SUPREME COURT OF THE STATE OF NEW YORK


NEW YORK COUNTY

CITIGROUP INC.,
Plaintiff,

v. Index No.
WACHOVIA CORPORATION, WELLS
FARGO & CO., ROBERT STEEL, JOHN
D. BAKER, II, PETER C. BROWNING,
JOHN T. CASTEEN, III, JERRY GITT,
WILLIAM H. GOODWIN, JR.,
MARYELLEN C. HERRINGER,
ROBERT A. INGRAM, DONALD M.
JAMES, MACKEY J. MCDONALD,
JOSEPH NEUBAUER, TIMOTHY D.
PROCTOR, ERNEST S. RADY, VAN L.
RICHEY, RUTH G. SHAW, LANTY L.
SMITH, DONA DAVIS YOUNG, JOHN
S. CHEN, LLOYD H. DEAN, SUSAN E.
ENGEL, ENRIQUE HERNANDEZ, JR.,
RICHARD M. KOVACEVICH,
RICHARD D. MCCORMICK, CYNTHIA
H. MILLIGAN, NICHOLAS G. MOORE,
PHILIP J. QUIGLEY, DONALD B. RICE,
JUDITH M. RUNSTAD, STEPHEN W.
SANGER, JOHN G. STUMPF, SUSAN G.
SWENSON, MICHAEL W. WRIGHT, and
JOHN DOES 1-99
Defendants.

PLAINTIFF’S MEMORANDUM OF LAW IN SUPPORT


OF MOTION FOR TEMPORARY RESTRAINING ORDER,
PRELIMINARY INJUNCTION, AND EXPEDITED DISCOVERY

GREGORY P. JOSEPH LAW OFFICES


LLC
485 Lexington Avenue, 30th Floor
New York, New York 10017
(212) 407-1200

Attorneys for Citigroup, Inc.


[CONFORMED COPY]
TABLE OF CONTENTS

PAGE

PRELIMINARY STATEMENT .................................................................................. 1

The Factual Background ................................................................................... 1

Injunctive Relief Is Appropriate ....................................................................... 2

STATEMENT OF FACTS............................................................................................ 3

ARGUMENT................................................................................................................. 3

I. CITIGROUP IS ENTITLED TO INJUNCTIVE RELIEF.............................. 3

A. Citigroup Has Demonstrated A Likelihood of Success on the Merits........ 4

Wachovia Is In Breach of the Exclusivity Agreement............................... 4

B. Citigroup Will Be Irreparably Harmed Without Injunctive Relief............. 5

C. The Balance of the Equities Overwhelmingly Favors Citigroup................ 5

II. AN ORDER FOR EXPEDITED DISCOVERY IS NEEDED TO AVOID


FURTHER HARM TO CITIGROUP .............................................................. 5

CONCLUSION ............................................................................................................. 6
[CONFORMED COPY]
Plaintiff Citigroup, Inc. (“Citigroup”) respectfully submits this Memorandum of

Law in support of its motion for an order, pursuant to Section 6301 et seq. of the Civil

Practice Law and Rules of the State of New York (“CPLR”), temporarily restraining and

preliminarily enjoining Defendant Wachovia Corporation (“Wachovia”), its subsidiaries

and affiliates, agents, and any persons working on their behalf or in concert with them,

from (i) negotiating, entering into, or consummating any transaction involving any

acquisition of, or merger with, Wachovia; (ii) engaging in any other conduct in

furtherance of any such transaction; or (iii) any other conduct prohibited by the

Exclusivity Agreement. Citigroup has alleged that Defendant Wachovia is in material

breach of the terms of the Exclusivity Agreement it entered into with Citigroup in

connection with Citigroup’s agreement to purchase the banking operations of Wachovia

and that Defendant Wells Fargo & Co. (“Wells Fargo”), with full knowledge of

Citigroup’s agreement with Wachovia, has tortiously interfered with that agreement.

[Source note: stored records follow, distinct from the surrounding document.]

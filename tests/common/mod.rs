//! A reference interpreter over `ndarray`, used to check the rewrite rules
//! numerically. The convolution here is the direct nested-loop definition;
//! slow, but independent of every rewrite under test.

use gconv::prelude::*;
use ndarray::{ArrayD, Axis, Dimension, IxDyn, indices};

#[derive(Debug, Clone)]
pub struct Value(pub ArrayD<f64>);

pub struct Interp;

impl Trace for Interp {
    type Value = Value;

    fn shape(&self, value: &Value) -> Vec<isize> {
        value.0.shape().iter().map(|&s| s as isize).collect()
    }

    fn dtype(&self, _value: &Value) -> DType {
        DType::F64
    }

    fn conv(&mut self, lhs: &Value, rhs: &Value, desc: &ConvDescriptor) -> Result<Value> {
        let lhs_shape = self.shape(lhs);
        let rhs_shape = self.shape(rhs);
        let out_aval = infer(
            &AbstractValue::concrete(DType::F64, &lhs_shape),
            &AbstractValue::concrete(DType::F64, &rhs_shape),
            desc,
        )?;
        let out_dims: Vec<usize> = out_aval
            .shape
            .iter()
            .map(|d| d.as_const().unwrap().max(0) as usize)
            .collect();

        let dn = &desc.dimension_numbers;
        let spatial_rank = dn.spatial_rank();
        let rhs_in_feat = rhs_shape[dn.rhs_in_feature()] as usize;
        let out_feat_total = rhs_shape[dn.rhs_out_feature()] as usize;
        let lhs_batch_total = lhs_shape[dn.lhs_batch()] as usize;
        let fgc = desc.feature_group_count;
        let bgc = desc.batch_group_count;

        let mut kernel_dims = vec![rhs_in_feat];
        kernel_dims.extend(dn.rhs_spatial().iter().map(|&a| rhs_shape[a] as usize));

        let mut out = ArrayD::<f64>::zeros(IxDyn(&out_dims));
        for out_idx in indices(IxDyn(&out_dims)) {
            let out_idx = out_idx.slice().to_vec();
            let n = out_idx[dn.out_batch()];
            let f = out_idx[dn.out_feature()];

            // Group-major feature layout decides which input slice feeds
            // output feature f.
            let lhs_feat_offset = (f / (out_feat_total / fgc)) * rhs_in_feat;
            let lhs_batch = if bgc > 1 {
                (f / (out_feat_total / bgc)) * (lhs_batch_total / bgc) + n
            } else {
                n
            };

            let mut acc = 0.0;
            'window: for k_idx in indices(IxDyn(&kernel_dims)) {
                let k_idx = k_idx.slice().to_vec();
                let c = k_idx[0];

                let mut lhs_idx = vec![0usize; lhs_shape.len()];
                lhs_idx[dn.lhs_batch()] = lhs_batch;
                lhs_idx[dn.lhs_feature()] = lhs_feat_offset + c;
                for s in 0..spatial_rank {
                    let o = out_idx[dn.out_spatial()[s]] as isize;
                    let k = k_idx[1 + s] as isize;
                    let in_size = lhs_shape[dn.lhs_spatial()[s]];
                    let ld = desc.lhs_dilation[s] as isize;
                    let dilated = if in_size > 0 { (in_size - 1) * ld + 1 } else { 0 };
                    let pos = o * desc.window_strides[s] as isize
                        + k * desc.rhs_dilation[s] as isize
                        - desc.padding[s].0;
                    if pos < 0 || pos >= dilated || pos % ld != 0 {
                        continue 'window;
                    }
                    lhs_idx[dn.lhs_spatial()[s]] = (pos / ld) as usize;
                }

                let mut rhs_idx = vec![0usize; rhs_shape.len()];
                rhs_idx[dn.rhs_out_feature()] = f;
                rhs_idx[dn.rhs_in_feature()] = c;
                for s in 0..spatial_rank {
                    rhs_idx[dn.rhs_spatial()[s]] = k_idx[1 + s];
                }

                acc += lhs.0[IxDyn(&lhs_idx)] * rhs.0[IxDyn(&rhs_idx)];
            }
            out[IxDyn(&out_idx)] = acc;
        }
        Ok(Value(out))
    }

    fn reshape(&mut self, value: &Value, shape: &[isize]) -> Value {
        let dims: Vec<usize> = shape.iter().map(|&s| s as usize).collect();
        let contiguous = value.0.as_standard_layout().to_owned();
        Value(contiguous.into_shape_with_order(IxDyn(&dims)).unwrap())
    }

    fn transpose(&mut self, value: &Value, perm: &[usize]) -> Value {
        Value(value.0.clone().permuted_axes(perm.to_vec()))
    }

    fn rev(&mut self, value: &Value, axes: &[usize]) -> Value {
        let mut out = value.0.clone();
        for &axis in axes {
            out.invert_axis(Axis(axis));
        }
        Value(out)
    }
}

/// Deterministic pseudo-random fill in [-0.5, 0.5).
pub fn fill(dims: &[usize]) -> Value {
    let count: usize = dims.iter().product();
    let data: Vec<f64> = (0..count)
        .map(|i| (i.wrapping_mul(2_654_435_761) % 1000) as f64 / 1000.0 - 0.5)
        .collect();
    Value(ArrayD::from_shape_vec(IxDyn(dims), data).unwrap())
}

/// A descriptor over the identity layout with explicit padding.
pub fn descriptor(
    window_strides: Vec<usize>,
    padding: Vec<(isize, isize)>,
    lhs_dilation: Vec<usize>,
    rhs_dilation: Vec<usize>,
    feature_group_count: usize,
    batch_group_count: usize,
) -> ConvDescriptor {
    let rank = window_strides.len() + 2;
    ConvDescriptor {
        window_strides,
        padding,
        lhs_dilation,
        rhs_dilation,
        dimension_numbers: conv_dimension_numbers(rank, rank, None).unwrap(),
        feature_group_count,
        batch_group_count,
        precision: Precision::Default,
        preferred_element_type: None,
    }
}

pub fn assert_all_close(a: &Value, b: &Value, tolerance: f64) {
    assert_eq!(a.0.shape(), b.0.shape(), "shapes differ");
    for (x, y) in a.0.iter().zip(b.0.iter()) {
        assert!(
            (x - y).abs() <= tolerance,
            "values differ: {x} vs {y} (tolerance {tolerance})"
        );
    }
}
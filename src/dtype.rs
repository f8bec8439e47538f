//! Element types and the accumulation-type promotion rule.

use crate::error::{ConvError, Result};

/// Numeric element type of an operand or result.
#[derive(Debug, Clone, Copy, PartialEq, Eq, Hash)]
pub enum DType {
    Bool,
    I32,
    I64,
    F32,
    F64,
    Complex64,
    Complex128,
}

#[derive(Debug, Clone, Copy, PartialEq, Eq)]
enum Category {
    Bool,
    Int,
    Float,
    Complex,
}

impl DType {
    pub fn is_complex(self) -> bool {
        matches!(self, DType::Complex64 | DType::Complex128)
    }

    pub fn is_float(self) -> bool {
        matches!(self, DType::F32 | DType::F64)
    }

    /// The real type underlying a complex type (identity for real types).
    pub fn real_part(self) -> DType {
        match self {
            DType::Complex64 => DType::F32,
            DType::Complex128 => DType::F64,
            other => other,
        }
    }

    fn category(self) -> Category {
        match self {
            DType::Bool => Category::Bool,
            DType::I32 | DType::I64 => Category::Int,
            DType::F32 | DType::F64 => Category::Float,
            DType::Complex64 | DType::Complex128 => Category::Complex,
        }
    }

    /// Bit width of the underlying real representation.
    fn real_bits(self) -> u32 {
        match self {
            DType::Bool => 1,
            DType::I32 | DType::F32 | DType::Complex64 => 32,
            DType::I64 | DType::F64 | DType::Complex128 => 64,
        }
    }

    /// Natural accumulation promotion of two operand types: the wider type
    /// wins within a category, and any complex operand makes the result
    /// complex wide enough to hold both operands exactly.
    pub fn promote(a: DType, b: DType) -> DType {
        if a == b {
            return a;
        }
        let bits = a.real_bits().max(b.real_bits());
        if a.is_complex() || b.is_complex() {
            if bits > 32 {
                DType::Complex128
            } else {
                DType::Complex64
            }
        } else if a.is_float() || b.is_float() {
            if bits > 32 { DType::F64 } else { DType::F32 }
        } else if a == DType::Bool {
            b
        } else if b == DType::Bool {
            a
        } else if bits > 32 {
            DType::I64
        } else {
            DType::I32
        }
    }
}

/// Checks that `preferred` is a legal accumulation-type override for
/// operands of type `input`: same category, no narrowing, and a complex
/// input may only be overridden by another complex type.
pub fn validate_preferred_element_type(input: DType, preferred: DType) -> Result<()> {
    if input.category() != preferred.category() {
        return Err(ConvError::ConfigurationError(format!(
            "preferred_element_type {preferred:?} is not in the same type category as operand type {input:?}",
        )));
    }
    if preferred.real_bits() < input.real_bits() {
        return Err(ConvError::ConfigurationError(format!(
            "preferred_element_type {preferred:?} is narrower than operand type {input:?}",
        )));
    }
    Ok(())
}
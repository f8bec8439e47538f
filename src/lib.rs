//! Gconv: General dilated convolution primitive
//!
//! Gconv implements the shape and rewrite algebra of the general
//! N-dimensional dilated convolution for graph-transformation engines:
//! layout canonicalization, shape and type inference, differentiation,
//! vectorization, and the lowering contract. It never touches array data;
//! numeric work is delegated to a host through the [`trace::Trace`] seam.
//!
//! # Architecture
//!
//! - **dnums**: axis-role model and canonicalizer for operand layouts
//! - **algebra**: padding and output-size arithmetic shared by every rule
//! - **shape** / **dtype**: symbolic dimensions and element types
//! - **descriptor**: the resolved parameter set of one convolution
//! - **infer**: shape and type inference
//! - **vjp** / **batching**: differentiation and vectorization rewrites
//! - **api**: user-facing entry points, including transposed convolution
//! - **primitive**: operation registry and lowering

// ============================================================================
// Core Modules
// ============================================================================

pub mod algebra;
pub mod api;
pub mod batching;
pub mod descriptor;
pub mod dnums;
pub mod dtype;
pub mod error;
pub mod infer;
pub mod primitive;
pub mod shape;
pub mod trace;
pub mod vjp;

// ============================================================================
// Re-exports
// ============================================================================

pub use descriptor::{ConvDescriptor, Precision};
pub use dnums::{ConvDimensionNumbers, DimensionNumbers};
pub use error::{ConvError, Result};

// ============================================================================
// Prelude
// ============================================================================

/// Prelude module with commonly used types and functions
pub mod prelude {
    pub use crate::api::{
        ConvParams, Padding, TransposeConvParams, general_convolution, simple_convolution,
        transposed_convolution,
    };
    pub use crate::descriptor::{ConvDescriptor, Precision};
    pub use crate::dnums::{ConvDimensionNumbers, DimensionNumbers, conv_dimension_numbers};
    pub use crate::dtype::DType;
    pub use crate::error::{ConvError, Result};
    pub use crate::infer::infer;
    pub use crate::primitive::{CONV_GENERAL_DILATED, Operation, Registry};
    pub use crate::shape::{AbstractValue, Expr, Shape};
    pub use crate::trace::Trace;
}

// ============================================================================
// Tests
// ============================================================================
//! Error types for the convolution algebra.

use thiserror::Error;

/// Everything the validation and rewrite paths can reject.
#[derive(Debug, Error)]
pub enum ConvError {
    /// A dimension-number argument is malformed: wrong length, missing or
    /// duplicated axis labels, inconsistent spatial sets.
    #[error("invalid dimension specification: {0}")]
    InvalidSpecification(String),

    /// Operand shapes are incompatible with each other or with the
    /// convolution parameters.
    #[error("shape mismatch: {0}")]
    ShapeMismatch(String),

    /// A parameter value is invalid independently of any shape.
    #[error("configuration error: {0}")]
    ConfigurationError(String),
}

pub type Result<T> = std::result::Result<T, ConvError>;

Citigroup also moves for expedited discovery.

PRELIMINARY STATEMENT

The Factual Background

On September 29, 2008 Citigroup and Wachovia signed a term sheet for a

proposed transaction by which Citigroup would buy the banking operations of Wachovia

for approximately $2.1 billion plus the assumption of approximately $180 billion of

secured and unsecured Wachovia debt. On that date, Citigroup and Wachovia also

entered into a binding exclusivity agreement (the “Exlusivity Agreement”).

Under the Exclusivity Agreement, Wachovia is and was expressly forbidden from,

among other things, entering into any negotiations or agreements concerning the
acquisition of Wachovia or its assets with anyone other than Citigroup until October 6,

2008. Evidencing a direct violation of Citigroup’s contractual rights, however, at

approximately 3:00 a.m. on October 3, 2008, Wachovia’s Chief Executive Officer,

Robert Steel, and its counsel, Rodign Cohen of Sullivan & Cromwell, advised Citigroup

that it had entered into a competing acquisition agreement with Wells Fargo. The

negotiation, execution or consummation of any transaction between Wachovia and Wells

Fargo constitutes a clear breach of the Exclusivity Agreement by Wachovia.

The Exclusivity Agreement contains an acknowledgment by the parties

that the parties would be irreparably harmed by any breach of its terms, and each party

agreed that the remedy of specific performance is appropriate in any action in court, in

addition to any other remedy by which such party may be entitled.

Injunctive Relief Is Appropriate

Citigroup satisfies the three prerequisites for obtaining a preliminary injunction.

First, Citigroup can demonstrate a likelihood of success on the merits of its claims. The

negotiation, execution or consummation of a any transaction with Wells Fargo is a clear

violation of the terms of the Exclusivity Agreement. Further, Wells Fargo’s participation

with Wachovia in the scheme to violate Citigroup’s Exclusivity Agreement with

Wachovia constitutes tortious interference.

Second, Citigroup will be irreparably harmed in the absence of a preliminary

injunction. The assets Citigroup was to acquire from Wachovia cannot be purchased at

any price elsewhere in the market and Citigroup’s opportunity to acquire those assets will

be forever lost if the Wells Fargo transaction is not restrained and enjoined.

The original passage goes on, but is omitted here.